A hearty sandwich: Chickpea Salad
Like I have revealed in the past, I have been a pescatarian, but I am trying to work my way away from the fish completely.
I had started eating fish about once a week when I began doing more serious workouts. I thought I needed more protein in my diet if I was expending more energy.
Not true.
There is enough protein in a can of beans to fuel my workouts. Of course, tuna has more. But, an ounce of chickpeas has 11 g of protein, (And who eats only one ounce at a time?)

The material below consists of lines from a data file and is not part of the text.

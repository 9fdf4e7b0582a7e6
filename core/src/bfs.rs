use std::collections::{HashMap, HashSet, VecDeque};
use std::sync::Arc;

use parking_lot::RwLock;

use crate::cancel::CancelToken;
use crate::config::SearchConfig;
use crate::error::{Result, SearchError};
use crate::finder::{Algorithm, SearchOutcome, SinglePathFinder};
use crate::graph::{is_base_element, Recipe, RecipeGraph, BASE_ELEMENTS};
use crate::path::{needed_elements, Path};

/// Forward discovery state: elements reachable from the base elements,
/// the round each was discovered in, and the first recipe that discovered it.
///
/// Shared by the shortest-path finder and the forward half of the meeting
/// search.
pub(crate) struct ForwardFrontier<'g> {
    graph: &'g RecipeGraph,
    depth: HashMap<&'g str, usize>,
    parents: HashMap<&'g str, &'g Recipe>,
    queue: VecDeque<&'g str>,
}

impl<'g> ForwardFrontier<'g> {
    /// Seed with the base elements, rotated left by `rotation`.
    pub(crate) fn new(graph: &'g RecipeGraph, rotation: usize) -> Self {
        let mut depth = HashMap::new();
        let mut queue = VecDeque::with_capacity(BASE_ELEMENTS.len());
        for i in 0..BASE_ELEMENTS.len() {
            let base = BASE_ELEMENTS[(i + rotation) % BASE_ELEMENTS.len()];
            depth.insert(base, 0);
            queue.push_back(base);
        }
        Self {
            graph,
            depth,
            parents: HashMap::new(),
            queue,
        }
    }

    pub(crate) fn pop(&mut self) -> Option<&'g str> {
        self.queue.pop_front()
    }

    /// Elements waiting in the queue; one level when read at a level boundary.
    pub(crate) fn queued(&self) -> usize {
        self.queue.len()
    }

    pub(crate) fn is_discovered(&self, element: &str) -> bool {
        self.depth.contains_key(element)
    }

    /// Examine every recipe consuming `current`, starting at `offset` in its
    /// consumer list. A recipe whose other ingredient is already discovered
    /// discovers its result, unless `allow` rejects it or the result is known.
    ///
    /// Returns the first newly discovered element for which `stop` holds,
    /// leaving the remaining consumers unexamined.
    pub(crate) fn expand<A, S>(
        &mut self,
        current: &'g str,
        offset: usize,
        allow: A,
        mut stop: S,
    ) -> Option<&'g str>
    where
        A: Fn(&Recipe) -> bool,
        S: FnMut(&str) -> bool,
    {
        let current_depth = self.depth.get(current).copied().unwrap_or(0);
        let consumers: &'g [Recipe] = self.graph.consumers(current);
        let n = consumers.len();

        for i in 0..n {
            let recipe = &consumers[(i + offset) % n];
            let result = recipe.result.as_str();
            if is_base_element(result) || self.depth.contains_key(result) || !allow(recipe) {
                continue;
            }
            let Some(other) = recipe.other_ingredient(current) else {
                continue;
            };
            let Some(&other_depth) = self.depth.get(other) else {
                continue;
            };

            // A result is one round past the later of its two ingredients.
            self.depth.insert(result, current_depth.max(other_depth) + 1);
            self.parents.insert(result, recipe);
            self.queue.push_back(result);

            if stop(result) {
                return Some(result);
            }
        }
        None
    }

    fn depth_of(&self, element: &str) -> usize {
        self.depth.get(element).copied().unwrap_or(usize::MAX)
    }

    /// Emit the recipes needed for `element` in dependency order.
    ///
    /// Among the elements whose parent recipe is ready, the next one is the
    /// shallowest, then the one most other needed elements depend on, then
    /// the alphabetically smallest.
    pub(crate) fn reconstruct(&self, element: &str) -> Result<Path> {
        let inconsistent = |detail: &str| SearchError::InconsistentReconstruction {
            target: element.to_string(),
            detail: detail.to_string(),
        };

        let (&key, _) = self
            .depth
            .get_key_value(element)
            .ok_or_else(|| inconsistent("element was never discovered"))?;
        let needed = needed_elements(&self.parents, key)
            .ok_or_else(|| inconsistent("parent chain is broken"))?;

        let mut pending: Vec<(&'g str, &'g Recipe)> = needed
            .iter()
            .map(|e| self.parents.get(e).map(|recipe| (*e, *recipe)))
            .collect::<Option<_>>()
            .ok_or_else(|| inconsistent("parent chain is broken"))?;

        let mut dependents: HashMap<&str, usize> = HashMap::new();
        for (_, recipe) in &pending {
            let (a, b) = recipe.sorted_ingredients();
            *dependents.entry(a).or_default() += 1;
            if b != a {
                *dependents.entry(b).or_default() += 1;
            }
        }

        let mut available: HashSet<&str> = BASE_ELEMENTS.into_iter().collect();
        let mut path = Vec::with_capacity(pending.len());

        while !pending.is_empty() {
            let next = pending
                .iter()
                .enumerate()
                .filter(|(_, (_, recipe))| {
                    recipe.ingredients().iter().all(|i| available.contains(i))
                })
                .min_by(|(_, (a, _)), (_, (b, _))| {
                    self.depth_of(a)
                        .cmp(&self.depth_of(b))
                        .then_with(|| dependents.get(b).unwrap_or(&0).cmp(dependents.get(a).unwrap_or(&0)))
                        .then_with(|| a.cmp(b))
                })
                .map(|(index, _)| index);

            let Some(index) = next else {
                return Err(inconsistent("no needed recipe is ready"));
            };
            let (name, recipe) = pending.swap_remove(index);
            available.insert(name);
            path.push(recipe.clone());
        }

        Ok(path)
    }
}

/// Breadth-first shortest-path finder.
///
/// Finds a path in the fewest discovery rounds. Results of canonical
/// searches are memoized per target when the cache is enabled; a hit
/// reports zero nodes visited.
pub struct ShortestPathFinder {
    graph: Arc<RecipeGraph>,
    cache: RwLock<HashMap<String, Path>>,
    cache_enabled: bool,
}

impl ShortestPathFinder {
    pub fn new(graph: Arc<RecipeGraph>, config: &SearchConfig) -> Self {
        Self {
            graph,
            cache: RwLock::new(HashMap::new()),
            cache_enabled: config.bfs_cache,
        }
    }

    pub fn graph(&self) -> &RecipeGraph {
        &self.graph
    }

    pub fn find_shortest_path(&self, target: &str) -> Result<SearchOutcome> {
        self.search(target, &CancelToken::new())
    }

    /// Canonical search, consulting and filling the cache.
    pub fn search(&self, target: &str, cancel: &CancelToken) -> Result<SearchOutcome> {
        if is_base_element(target) {
            return Ok(SearchOutcome::empty());
        }

        if self.cache_enabled {
            if let Some(path) = self.cache.read().get(target) {
                tracing::debug!(element = target, steps = path.len(), "bfs cache hit");
                return Ok(SearchOutcome {
                    path: path.clone(),
                    nodes_visited: 0,
                });
            }
        }

        let outcome = self.run(target, 0, None, cancel)?;
        if self.cache_enabled {
            self.cache
                .write()
                .insert(target.to_string(), outcome.path.clone());
        }
        Ok(outcome)
    }

    pub fn clear_cache(&self) {
        self.cache.write().clear();
    }

    pub fn cached_targets(&self) -> usize {
        self.cache.read().len()
    }

    /// One breadth-first run. With `designated` set, the target may only be
    /// discovered through the recipe with that canonical key.
    fn run(
        &self,
        target: &str,
        variant: usize,
        designated: Option<String>,
        cancel: &CancelToken,
    ) -> Result<SearchOutcome> {
        let mut frontier = ForwardFrontier::new(&self.graph, variant);
        let allow = |recipe: &Recipe| match &designated {
            Some(key) if recipe.result == target => recipe.key() == *key,
            _ => true,
        };
        let mut nodes_visited = 0;

        while let Some(current) = frontier.pop() {
            if cancel.is_cancelled() {
                return Err(SearchError::Cancelled);
            }
            nodes_visited += 1;

            if frontier
                .expand(current, variant, &allow, |e| e == target)
                .is_some()
            {
                let path = frontier.reconstruct(target)?;
                tracing::debug!(
                    element = target,
                    variant,
                    steps = path.len(),
                    nodes_visited,
                    "bfs found path"
                );
                return Ok(SearchOutcome {
                    path,
                    nodes_visited,
                });
            }
        }

        tracing::debug!(element = target, variant, nodes_visited, "bfs frontier exhausted");
        Err(SearchError::not_found(target, nodes_visited))
    }
}

impl SinglePathFinder for ShortestPathFinder {
    fn algorithm(&self) -> Algorithm {
        Algorithm::Bfs
    }

    fn find_variant(
        &self,
        target: &str,
        variant: usize,
        cancel: &CancelToken,
    ) -> Result<SearchOutcome> {
        if variant == 0 || is_base_element(target) {
            return self.search(target, cancel);
        }
        let producers = self.graph.distinct_producers(target);
        let designated = if producers.is_empty() {
            None
        } else {
            Some(producers[(variant - 1) % producers.len()].key())
        };
        self.run(target, variant, designated, cancel)
    }

    fn variant_count(&self, target: &str) -> usize {
        self.graph.distinct_producers(target).len() + 1
    }
}

#[cfg(test)]
mod tests {
    use super::*;
    use crate::path::{path_identifier, validate};
    use crate::test_support::{branching, cyclic, elemental, r};
    use test_log::test;

    fn finder(graph: RecipeGraph) -> ShortestPathFinder {
        ShortestPathFinder::new(Arc::new(graph), &SearchConfig::default())
    }

    #[test]
    fn test_mud_single_step() {
        let bfs = finder(elemental());
        let outcome = bfs.find_shortest_path("Mud").unwrap();
        assert_eq!(outcome.path, vec![r("Water", "Earth", "Mud")]);
        assert!(outcome.nodes_visited > 0);
    }

    #[test]
    fn test_stone_orders_lava_first() {
        let bfs = finder(elemental());
        let outcome = bfs.find_shortest_path("Stone").unwrap();
        let keys: Vec<String> = outcome.path.iter().map(|r| r.key()).collect();
        assert_eq!(keys, vec!["Earth+Fire=>Lava", "Lava+Water=>Stone"]);
        validate(&outcome.path, "Stone").unwrap();
    }

    #[test]
    fn test_base_elements_empty_path() {
        let bfs = finder(elemental());
        for base in BASE_ELEMENTS {
            let outcome = bfs.find_shortest_path(base).unwrap();
            assert!(outcome.path.is_empty());
            assert_eq!(outcome.nodes_visited, 0);
        }
    }

    #[test]
    fn test_deterministic_without_cache() {
        let config = SearchConfig {
            bfs_cache: false,
            ..SearchConfig::default()
        };
        let bfs = ShortestPathFinder::new(Arc::new(branching()), &config);
        let first = bfs.find_shortest_path("Golem").unwrap();
        let second = bfs.find_shortest_path("Golem").unwrap();
        assert_eq!(first, second);
        assert_eq!(bfs.cached_targets(), 0);
    }

    #[test]
    fn test_cache_hit_reports_zero_visited() {
        let bfs = finder(elemental());
        let first = bfs.find_shortest_path("Stone").unwrap();
        assert!(first.nodes_visited > 0);
        let second = bfs.find_shortest_path("Stone").unwrap();
        assert_eq!(second.nodes_visited, 0);
        assert_eq!(first.path, second.path);

        bfs.clear_cache();
        assert_eq!(bfs.cached_targets(), 0);
        assert!(bfs.find_shortest_path("Stone").unwrap().nodes_visited > 0);
    }

    #[test]
    fn test_unreachable_target() {
        let bfs = finder(cyclic());
        for target in ["Chicken", "Egg", "Nest", "Unobtainium"] {
            let err = bfs.find_shortest_path(target).unwrap_err();
            assert!(err.is_not_found(), "{target}: {err:?}");
            assert!(err.nodes_visited() > 0);
        }
    }

    #[test]
    fn test_every_element_valid() {
        let graph = branching();
        let elements: Vec<String> = graph.elements().map(String::from).collect();
        let bfs = finder(graph);
        for element in elements {
            let outcome = bfs.find_shortest_path(&element).unwrap();
            validate(&outcome.path, &element).unwrap();
        }
    }

    #[test]
    fn test_repeated_ingredient_recipe() {
        let bfs = finder(RecipeGraph::build(vec![
            r("Fire", "Fire", "Energy"),
            r("Energy", "Energy", "Plasma"),
        ]));
        let outcome = bfs.find_shortest_path("Plasma").unwrap();
        assert_eq!(outcome.path.len(), 2);
        validate(&outcome.path, "Plasma").unwrap();
    }

    #[test]
    fn test_variants_target_each_producer() {
        let bfs = finder(branching());
        let producers: Vec<String> = bfs
            .graph()
            .distinct_producers("Golem")
            .iter()
            .map(|r| r.key())
            .collect();
        assert_eq!(bfs.variant_count("Golem"), producers.len() + 1);

        let mut ids = HashSet::new();
        for (i, key) in producers.iter().enumerate() {
            let outcome = bfs.find_variant("Golem", i + 1, &CancelToken::new()).unwrap();
            validate(&outcome.path, "Golem").unwrap();
            assert_eq!(outcome.path.last().map(|r| r.key()).as_ref(), Some(key));
            ids.insert(path_identifier(&outcome.path));
        }
        assert_eq!(ids.len(), producers.len());
        // Variants never populate the cache
        assert_eq!(bfs.cached_targets(), 0);
    }

    #[test]
    fn test_cancelled_search() {
        let bfs = finder(elemental());
        let token = CancelToken::new();
        token.cancel();
        let err = bfs.find_variant("Stone", 0, &token).unwrap_err();
        assert_eq!(err, SearchError::Cancelled);
    }
}
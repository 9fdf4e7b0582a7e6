use std::path::PathBuf;

use recipe_path_core::SearchError;
use thiserror::Error;

#[derive(Debug, Error)]
pub enum CliError {
    #[error("cannot read {path}: {source}")]
    Io {
        path: PathBuf,
        #[source]
        source: std::io::Error,
    },

    #[error("malformed recipe file {path}: {source}")]
    Recipes {
        path: PathBuf,
        #[source]
        source: serde_json::Error,
    },

    #[error("malformed config file {path}: {source}")]
    Config {
        path: PathBuf,
        #[source]
        source: toml::de::Error,
    },

    #[error("cannot encode report: {0}")]
    Report(#[from] serde_json::Error),

    #[error(transparent)]
    Search(#[from] SearchError),
}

So, this is my new go-to replacement for a tuna sandwich on the run. It's protein-y and delish. I haven't missed the tuna one bit once I tried this. It doesn't taste like tuna, but it fills the position even better than the fish.
Chickpea Salad Sandwiches
Makes 2 sandwiches
- 1 15-ounce of can chickpeas (1.5 cups, if you[ve cooked them from dry)
- 1 rib of celery
- 3 scallions
- 1 to 2 tablespoons of mayonnaise, or mayo substiture
- 1 tablespoon of lemon juice
- 1 teaspoon of celery seed
- Kosher salt and fresh ground pepper, to taste
- 4 slices bread
- Lettuce, spring greens mix, or sprouts
- Hummus
- Thinly slice the celery and the scallions.
- Drain and rinse the chickpeas and then smash them with a potato masher or a fork.
- Mix the chickpeas with the celery, the scallions, mayonnaise, lemon juice, and celery seed. Add about 1/4 teaspoon of kosher salt and fresh ground pepper to taste.
- Spread the bread with hummus. Top the sandwich with lettuce or greens and chickpea spread.